§ Task requirements
Each line of the records that includes "another" should be found and copied.

[Saved data entries]
+++++

//! Connection lifecycle management.
//!
//! This module defines the operations the pool needs from a connection and
//! the bookkeeping it keeps per pooled connection.

use std::time::{Duration, Instant};

use hdb_client::Conn;

use crate::error::PoolError;

/// Operations the pool needs to manage connection health and state.
///
/// # Native Async Traits
///
/// This uses native async traits (Rust 2024 Edition); the pool calls it
/// with static dispatch only.
#[allow(async_fn_in_trait)]
pub trait ConnectionLifecycle: Send + Sync {
    /// Check if the connection is healthy with a server round trip.
    async fn health_check(&self) -> Result<(), PoolError>;

    /// Prepare the connection for its next user.
    ///
    /// Closes abandoned result sets, drops abandoned statements and rolls
    /// back an abandoned transaction.
    async fn reset(&mut self) -> Result<(), PoolError>;

    /// Check if the connection is still valid for use, without I/O.
    fn is_valid(&self) -> bool;
}

impl ConnectionLifecycle for Conn {
    async fn health_check(&self) -> Result<(), PoolError> {
        self.ping().await.map_err(PoolError::UnhealthyConnection)
    }

    async fn reset(&mut self) -> Result<(), PoolError> {
        self.reset_session().await.map_err(PoolError::ResetFailed)
    }

    fn is_valid(&self) -> bool {
        Conn::is_valid(self)
    }
}

/// Connection state tracked by the pool.
#[derive(Debug, Clone, Copy, PartialEq, Eq)]
pub enum ConnectionState {
    /// Connection is idle and available for use.
    Idle,
    /// Connection is currently in use.
    InUse,
    /// Connection was removed from the pool.
    Closed,
}

impl ConnectionState {
    /// Check if the connection is available for checkout.
    #[must_use]
    pub fn is_available(&self) -> bool {
        matches!(self, Self::Idle)
    }

    /// Check if the connection should be removed from the pool.
    #[must_use]
    pub fn should_remove(&self) -> bool {
        matches!(self, Self::Closed)
    }
}

/// Metadata about a pooled connection.
#[derive(Debug, Clone)]
pub struct ConnectionMetadata {
    /// Unique identifier for this connection.
    pub id: u64,
    /// When the connection was created.
    pub created_at: Instant,
    /// When the connection was last used.
    pub last_used_at: Instant,
    /// When the connection was last health-checked.
    pub last_checked_at: Option<Instant>,
    /// Number of times the connection has been checked out.
    pub checkout_count: u64,
    /// Current state of the connection.
    pub state: ConnectionState,
}

impl ConnectionMetadata {
    /// Create metadata for a new connection.
    #[must_use]
    pub fn new(id: u64) -> Self {
        let now = Instant::now();
        Self {
            id,
            created_at: now,
            last_used_at: now,
            last_checked_at: None,
            checkout_count: 0,
            state: ConnectionState::Idle,
        }
    }

    /// Check if the connection has exceeded its maximum lifetime.
    #[must_use]
    pub fn is_expired(&self, max_lifetime: Duration) -> bool {
        self.created_at.elapsed() > max_lifetime
    }

    /// Check if the connection has been idle too long.
    #[must_use]
    pub fn is_idle_expired(&self, idle_timeout: Duration) -> bool {
        self.last_used_at.elapsed() > idle_timeout
    }

    /// Check if a health check is due.
    #[must_use]
    pub fn needs_health_check(&self, check_interval: Duration) -> bool {
        match self.last_checked_at {
            Some(last) => last.elapsed() > check_interval,
            None => true,
        }
    }

    /// Mark the connection as checked out.
    pub fn mark_checkout(&mut self) {
        self.last_used_at = Instant::now();
        self.checkout_count += 1;
        self.state = ConnectionState::InUse;
    }

    /// Mark the connection as returned to idle.
    pub fn mark_checkin(&mut self) {
        self.last_used_at = Instant::now();
        self.state = ConnectionState::Idle;
    }

    /// Mark the connection as removed from the pool.
    pub fn mark_closed(&mut self) {
        self.state = ConnectionState::Closed;
    }

    /// Mark the connection as health-checked.
    pub fn mark_health_check(&mut self) {
        self.last_checked_at = Some(Instant::now());
    }
}

#[cfg(test)]
#[allow(clippy::unwrap_used)]
mod tests {
    use super::*;

    #[test]
    fn test_connection_state() {
        assert!(ConnectionState::Idle.is_available());
        assert!(!ConnectionState::InUse.is_available());
        assert!(!ConnectionState::InUse.should_remove());
        assert!(ConnectionState::Closed.should_remove());
    }

    #[test]
    fn test_connection_metadata_new() {
        let meta = ConnectionMetadata::new(1);
        assert_eq!(meta.id, 1);
        assert_eq!(meta.checkout_count, 0);
        assert_eq!(meta.state, ConnectionState::Idle);
        assert!(meta.needs_health_check(Duration::from_secs(60)));
    }

    #[test]
    fn test_connection_metadata_checkout_checkin() {
        let mut meta = ConnectionMetadata::new(1);
        meta.mark_checkout();
        assert_eq!(meta.checkout_count, 1);
        assert_eq!(meta.state, ConnectionState::InUse);

        meta.mark_checkin();
        assert_eq!(meta.state, ConnectionState::Idle);

        meta.mark_closed();
        assert!(meta.state.should_remove());
    }

    #[test]
    fn test_health_check_due() {
        let mut meta = ConnectionMetadata::new(1);
        meta.mark_health_check();
        assert!(meta.last_checked_at.is_some());
        assert!(!meta.needs_health_check(Duration::from_secs(60)));
    }

    #[test]
    fn test_expiry() {
        let meta = ConnectionMetadata::new(1);
        assert!(!meta.is_expired(Duration::from_secs(60)));
        assert!(!meta.is_idle_expired(Duration::from_secs(60)));
        std::thread::sleep(Duration::from_millis(2));
        assert!(meta.is_expired(Duration::from_millis(1)));
        assert!(meta.is_idle_expired(Duration::from_millis(1)));
    }
}
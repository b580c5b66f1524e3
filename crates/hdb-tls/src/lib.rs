//! # hdb-tls
//!
//! TLS layer for HDB connections.
//!
//! HDB wraps the whole session in TLS when encryption is enabled:
//!
//! ```text
//! TCP Connect → TLS Handshake → Prolog → Authenticate → Connect
//! ```
//!
//! ## Features
//!
//! - TLS 1.2 and TLS 1.3 via rustls
//! - Mozilla root store plus extra root CA PEM files
//! - Server name override for SNI and hostname verification
//! - Insecure skip-verify for development
//!
//! ```rust,ignore
//! use hdb_tls::{TlsConfig, TlsConnector};
//!
//! let config = TlsConfig::new()
//!     .add_root_ca_file("/etc/ssl/hana-ca.pem")
//!     .with_server_name("hana.internal");
//! let tls = TlsConnector::new(config)?.connect(tcp, "10.0.0.5").await?;
//! ```

#![warn(missing_docs)]
#![deny(unsafe_code)]

pub mod config;
pub mod connector;
pub mod error;

pub use config::{TlsConfig, TlsVersion};
pub use connector::{TlsConnector, load_pem_certificates};
pub use error::TlsError;

// Re-export tokio-rustls stream type for convenience
pub use tokio_rustls::client::TlsStream;
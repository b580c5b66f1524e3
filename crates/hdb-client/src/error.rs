//! Client error types.

use std::fmt;

use hdb_protocol::{ProtocolError, ServerError};
use thiserror::Error;

/// Server code reported when authentication is rejected.
pub const AUTHENTICATION_FAILED: i32 = 10;

/// Server code for "error while parsing protocol", raised when a LOB is
/// read while another statement owns the connection.
pub const WHILE_PARSING_PROTOCOL: i32 = 1033;

/// The errors of one server reply.
///
/// A batch reply may carry several errors; `set_index` selects the one the
/// accessors and `Display` refer to.
#[derive(Debug, Clone, PartialEq, Eq)]
pub struct ServerErrors {
    errors: Vec<ServerError>,
    index: usize,
}

impl ServerErrors {
    /// Wrap a non-empty error list.
    #[must_use]
    pub fn new(errors: Vec<ServerError>) -> Self {
        Self { errors, index: 0 }
    }

    /// Number of errors.
    #[must_use]
    pub fn num_errors(&self) -> usize {
        self.errors.len()
    }

    /// Select the current error; out-of-range indexes are clamped.
    pub fn set_index(&mut self, index: usize) {
        self.index = index.min(self.errors.len().saturating_sub(1));
    }

    /// Error at `index`.
    #[must_use]
    pub fn error_at(&self, index: usize) -> Option<&ServerError> {
        self.errors.get(index)
    }

    /// The currently selected error.
    #[must_use]
    pub fn current(&self) -> Option<&ServerError> {
        self.errors.get(self.index)
    }

    /// Code of the selected error.
    #[must_use]
    pub fn code(&self) -> i32 {
        self.current().map_or(0, |e| e.code)
    }

    /// Whether any error carries `code`.
    #[must_use]
    pub fn has_code(&self, code: i32) -> bool {
        self.errors.iter().any(|e| e.code == code)
    }

    /// Whether any error is fatal for the session.
    #[must_use]
    pub fn is_fatal(&self) -> bool {
        self.errors.iter().any(ServerError::is_fatal)
    }

    /// All errors in reply order.
    pub fn iter(&self) -> impl Iterator<Item = &ServerError> {
        self.errors.iter()
    }
}

impl fmt::Display for ServerErrors {
    fn fmt(&self, f: &mut fmt::Formatter<'_>) -> fmt::Result {
        match self.current() {
            Some(err) => write!(f, "{err}")?,
            None => f.write_str("server error")?,
        }
        if self.errors.len() > 1 {
            write!(f, " (and {} more)", self.errors.len() - 1)?;
        }
        Ok(())
    }
}

/// Errors that can occur during client operations.
#[derive(Debug, Error)]
#[non_exhaustive]
pub enum Error {
    /// The transport failed, was canceled or the session was closed.
    ///
    /// The session must be discarded.
    #[error("bad connection: {0}")]
    BadConnection(String),

    /// The server rejected the request.
    #[error("{0}")]
    Server(ServerErrors),

    /// A statement was started while a result set is still open, or a LOB
    /// was read while another statement owns the connection.
    #[error("nested query: a result set is still open on this connection")]
    NestedQuery,

    /// A transaction was started while another one is active.
    #[error("nested transactions are not supported")]
    NestedTransaction,

    /// The requested isolation level is not supported.
    #[error("unsupported isolation level: {0}")]
    UnsupportedIsolationLevel(String),

    /// A LOB was read after its result set was closed.
    #[error("scan on closed resultset")]
    ScanOnClosedResultset,

    /// A user switch was requested where it is not allowed.
    #[error("switch user: {0}")]
    SwitchUser(&'static str),

    /// A row producer signaled the end of its rows.
    #[error("end of rows")]
    EndOfRows,

    /// The number of arguments does not fit the statement.
    #[error("invalid number of arguments {got} - {expected} expected")]
    InvalidArgCount {
        /// Arguments supplied.
        got: usize,
        /// Arguments expected.
        expected: usize,
    },

    /// Invalid configuration or DSN.
    #[error("configuration error: {0}")]
    Config(String),

    /// Authentication failed on the client side.
    #[error("authentication error: {0}")]
    Auth(#[from] hdb_auth::AuthError),

    /// A value could not be converted.
    #[error("type error: {0}")]
    Type(#[from] hdb_types::TypeError),

    /// The server sent something the client cannot interpret.
    #[error("protocol error: {0}")]
    Protocol(#[from] ProtocolError),

    /// TLS setup failed.
    #[cfg(feature = "tls")]
    #[error("TLS error: {0}")]
    Tls(#[from] hdb_tls::TlsError),

    /// Dialing the server failed.
    #[error("IO error: {0}")]
    Io(#[from] std::io::Error),
}

impl From<hdb_codec::CodecError> for Error {
    fn from(err: hdb_codec::CodecError) -> Self {
        Self::BadConnection(err.to_string())
    }
}

impl From<ServerErrors> for Error {
    fn from(errors: ServerErrors) -> Self {
        Self::Server(errors)
    }
}

impl Error {
    /// Whether the session that produced this error must be discarded.
    #[must_use]
    pub fn is_bad_connection(&self) -> bool {
        match self {
            Self::BadConnection(_) => true,
            Self::Server(errors) => errors.is_fatal(),
            _ => false,
        }
    }

    /// Whether the credentials were rejected, locally or by the server.
    #[must_use]
    pub fn is_auth_error(&self) -> bool {
        match self {
            Self::Auth(err) => err.is_credential_error(),
            Self::Server(errors) => errors.has_code(AUTHENTICATION_FAILED),
            _ => false,
        }
    }

    /// Check if this error is transient and may succeed on retry with a new
    /// connection.
    #[must_use]
    pub fn is_transient(&self) -> bool {
        matches!(self, Self::BadConnection(_) | Self::Io(_))
    }

    /// Server errors, if the server rejected the request.
    #[must_use]
    pub fn server_errors(&self) -> Option<&ServerErrors> {
        match self {
            Self::Server(errors) => Some(errors),
            _ => None,
        }
    }

    pub(crate) fn closed() -> Self {
        Self::BadConnection("connection closed".into())
    }
}

/// Result type for client operations.
pub type Result<T> = std::result::Result<T, Error>;

#[cfg(test)]
#[allow(clippy::unwrap_used)]
mod tests {
    use super::*;
    use hdb_protocol::ErrorLevel;

    fn server_error(code: i32, text: &str, stmt_index: usize) -> ServerError {
        let mut err = ServerError::new(code, text);
        err.stmt_index = stmt_index;
        err
    }

    #[test]
    fn test_server_errors_index() {
        let mut errors = ServerErrors::new(vec![
            server_error(301, "unique constraint violated", 0),
            server_error(287, "cannot insert NULL", 2),
        ]);
        assert_eq!(errors.num_errors(), 2);
        assert_eq!(errors.code(), 301);
        errors.set_index(1);
        assert_eq!(errors.code(), 287);
        assert_eq!(errors.current().unwrap().stmt_index, 2);
        errors.set_index(9);
        assert_eq!(errors.code(), 287);
        assert!(errors.to_string().contains("cannot insert NULL"));
        assert!(errors.to_string().ends_with("(and 1 more)"));
    }

    #[test]
    fn test_invalid_arg_count_message() {
        let err = Error::InvalidArgCount { got: 3, expected: 2 };
        assert_eq!(err.to_string(), "invalid number of arguments 3 - 2 expected");
    }

    #[test]
    fn test_predicates() {
        assert!(Error::closed().is_bad_connection());
        assert!(Error::closed().is_transient());
        assert!(!Error::NestedQuery.is_bad_connection());

        let auth = Error::Server(ServerErrors::new(vec![ServerError::new(
            AUTHENTICATION_FAILED,
            "authentication failed",
        )]));
        assert!(auth.is_auth_error());
        assert!(!auth.is_bad_connection());

        let mut fatal = ServerError::new(139, "session closed");
        fatal.level = ErrorLevel::Fatal;
        assert!(Error::Server(ServerErrors::new(vec![fatal])).is_bad_connection());

        let local = Error::Auth(hdb_auth::AuthError::InvalidCredentials("none".into()));
        assert!(local.is_auth_error());
    }

    #[test]
    fn test_codec_error_is_bad_connection() {
        let err: Error = hdb_codec::CodecError::Canceled.into();
        assert!(err.is_bad_connection());
    }
}
//! # Receipt Payloads
//!
//! Shapes the amount-in-words for the places that print or send it.
//!
//! ## Consumers
//! ```text
//! ┌─────────────────────────────────────────────────────────────────────────┐
//! │                         Who Uses What                                   │
//! │                                                                         │
//! │  ┌─────────────────────┐   ┌─────────────────────┐                     │
//! │  │  Printed receipt    │   │  Sale email         │                     │
//! │  │  ─────────────────  │   │  ─────────────────  │                     │
//! │  │  receipt_total_line │   │  EmailTemplateParams│                     │
//! │  │  "Arrêté à la       │   │  amount_in_words =  │                     │
//! │  │   somme de : ... ." │   │  "... ariary"       │                     │
//! │  └─────────────────────┘   └─────────────────────┘                     │
//! │                                                                         │
//! │  ┌─────────────────────────────────────────────────┐                   │
//! │  │  Register UI (TypeScript)                       │                   │
//! │  │  ─────────────────────────────────────────────  │                   │
//! │  │  AmountInWords { amount, words, sentence }      │                   │
//! │  └─────────────────────────────────────────────────┘                   │
//! └─────────────────────────────────────────────────────────────────────────┘
//! ```

use serde::{Deserialize, Serialize};
use std::collections::BTreeMap;
use ts_rs::TS;

use crate::money::Money;
use crate::validation::{admit_amount, admit_money};
use crate::words::{format_amount_in_words, get_amount_in_words, INVALID_AMOUNT_SENTINEL};

/// Email template variable holding the bare phrase.
pub const AMOUNT_IN_WORDS_KEY: &str = "amount_in_words";

/// Email template variable holding the formatted total.
pub const AMOUNT_KEY: &str = "amount";

// =============================================================================
// Amount In Words
// =============================================================================

/// An amount together with both of its spelled forms.
#[derive(Debug, Clone, PartialEq, Eq, Serialize, Deserialize, TS)]
#[serde(rename_all = "camelCase")]
#[ts(export)]
pub struct AmountInWords {
    /// Rounded amount in ariary. `None` when the input was refused.
    #[ts(type = "number | null")]
    pub amount: Option<u64>,

    /// Bare phrase, or the invalid-amount sentinel.
    pub words: String,

    /// Receipt sentence wrapping `words`.
    pub sentence: String,
}

impl AmountInWords {
    /// Builds the payload for a computed float total.
    ///
    /// ## Example
    /// ```rust
    /// use ariary_core::receipt::AmountInWords;
    ///
    /// let payload = AmountInWords::from_amount(21.7);
    /// assert_eq!(payload.amount, Some(22));
    /// assert_eq!(payload.words, "vingt-deux ariary");
    /// ```
    pub fn from_amount(amount: f64) -> Self {
        AmountInWords {
            amount: admit_amount(amount).ok(),
            words: get_amount_in_words(amount),
            sentence: format_amount_in_words(amount),
        }
    }

    /// Builds the payload for an integer total.
    pub fn from_money(money: Money) -> Self {
        AmountInWords {
            amount: admit_money(money).ok(),
            words: money.in_words(),
            sentence: money.format_in_words(),
        }
    }

    /// Whether the amount could be spelled.
    pub fn is_valid(&self) -> bool {
        self.amount.is_some()
    }
}

/// The "amount in words" line printed under the receipt totals.
pub fn receipt_total_line(amount: f64) -> String {
    format_amount_in_words(amount)
}

// =============================================================================
// Email Template Params
// =============================================================================

/// Variables handed to the email relay for a sale email.
///
/// Serializes as a flat JSON object.
#[derive(Debug, Clone, Default, PartialEq, Eq, Serialize, Deserialize)]
#[serde(transparent)]
pub struct EmailTemplateParams(BTreeMap<String, String>);

impl EmailTemplateParams {
    /// Params for a sale total: `amount` and `amount_in_words`.
    ///
    /// ## Example
    /// ```rust
    /// use ariary_core::receipt::EmailTemplateParams;
    ///
    /// let params = EmailTemplateParams::for_total(12_500.0);
    /// assert_eq!(params.get("amount"), Some("12 500 Ar"));
    /// assert_eq!(
    ///     params.get("amount_in_words"),
    ///     Some("douze mille cinq cents ariary")
    /// );
    /// ```
    pub fn for_total(amount: f64) -> Self {
        let formatted = match Money::from_amount(amount) {
            Ok(money) => money.to_string(),
            Err(_) => INVALID_AMOUNT_SENTINEL.to_string(),
        };

        EmailTemplateParams::default()
            .with(AMOUNT_KEY, formatted)
            .with(AMOUNT_IN_WORDS_KEY, get_amount_in_words(amount))
    }

    /// Adds or replaces a variable.
    pub fn with(mut self, key: impl Into<String>, value: impl Into<String>) -> Self {
        self.0.insert(key.into(), value.into());
        self
    }

    /// Looks up a variable.
    pub fn get(&self, key: &str) -> Option<&str> {
        self.0.get(key).map(String::as_str)
    }

    pub fn len(&self) -> usize {
        self.0.len()
    }

    pub fn is_empty(&self) -> bool {
        self.0.is_empty()
    }

    /// JSON object for the relay's `template_params` field.
    pub fn to_json(&self) -> serde_json::Result<String> {
        serde_json::to_string(self)
    }
}

// =============================================================================
// Unit Tests
// =============================================================================

#[cfg(test)]
mod tests {
    use super::*;

    #[test]
    fn test_amount_in_words_valid() {
        let payload = AmountInWords::from_amount(1_234_567.0);
        assert!(payload.is_valid());
        assert_eq!(payload.amount, Some(1_234_567));
        assert_eq!(
            payload.words,
            "un million deux cent trente-quatre mille cinq cent soixante-sept ariary"
        );
        assert_eq!(
            payload.sentence,
            "Arrêté à la somme de : un million deux cent trente-quatre mille cinq cent soixante-sept ariary."
        );
    }

    #[test]
    fn test_amount_in_words_invalid() {
        let payload = AmountInWords::from_amount(f64::NAN);
        assert!(!payload.is_valid());
        assert_eq!(payload.words, "montant invalide");
        assert_eq!(payload.sentence, "Arrêté à la somme de : montant invalide.");
    }

    #[test]
    fn test_from_money_agrees_with_from_amount() {
        for n in [0_i64, 80, 101, 21_000, 2_000_000] {
            assert_eq!(
                AmountInWords::from_money(Money::from_ariary(n)),
                AmountInWords::from_amount(n as f64)
            );
        }
        assert_eq!(
            AmountInWords::from_money(Money::from_ariary(-1)),
            AmountInWords::from_amount(-1.0)
        );
    }

    #[test]
    fn test_from_money_uses_money_phrases() {
        for n in [-1_i64, 0, 71, 200_000, 1_234_567] {
            let money = Money::from_ariary(n);
            let payload = AmountInWords::from_money(money);
            assert_eq!(payload.words, money.in_words());
            assert_eq!(payload.sentence, money.format_in_words());
        }
    }

    #[test]
    fn test_amount_in_words_serializes_camel_case() {
        let json = serde_json::to_value(AmountInWords::from_amount(100.0)).unwrap();
        assert_eq!(json["amount"], 100);
        assert_eq!(json["words"], "cent ariary");
        assert_eq!(json["sentence"], "Arrêté à la somme de : cent ariary.");

        let invalid = serde_json::to_value(AmountInWords::from_amount(-1.0)).unwrap();
        assert!(invalid["amount"].is_null());
    }

    #[test]
    fn test_receipt_total_line() {
        assert_eq!(
            receipt_total_line(2000.0),
            "Arrêté à la somme de : deux mille ariary."
        );
    }

    #[test]
    fn test_email_params() {
        let params = EmailTemplateParams::for_total(80.0).with("customer_name", "Rakoto");
        assert_eq!(params.len(), 3);
        assert_eq!(params.get(AMOUNT_IN_WORDS_KEY), Some("quatre-vingt ariary"));
        assert_eq!(params.get(AMOUNT_KEY), Some("80 Ar"));
        assert_eq!(params.get("customer_name"), Some("Rakoto"));

        let json: serde_json::Value = serde_json::from_str(&params.to_json().unwrap()).unwrap();
        assert_eq!(json["amount_in_words"], "quatre-vingt ariary");
    }

    #[test]
    fn test_email_params_invalid_total() {
        let params = EmailTemplateParams::for_total(-3.0);
        assert_eq!(params.get(AMOUNT_KEY), Some("montant invalide"));
        assert_eq!(params.get(AMOUNT_IN_WORDS_KEY), Some("montant invalide"));
    }
}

+++++

§ Worked solution
/// read while another statement owns the connection.
    /// was read while another statement owns the connection.
    /// A transaction was started while another one is active.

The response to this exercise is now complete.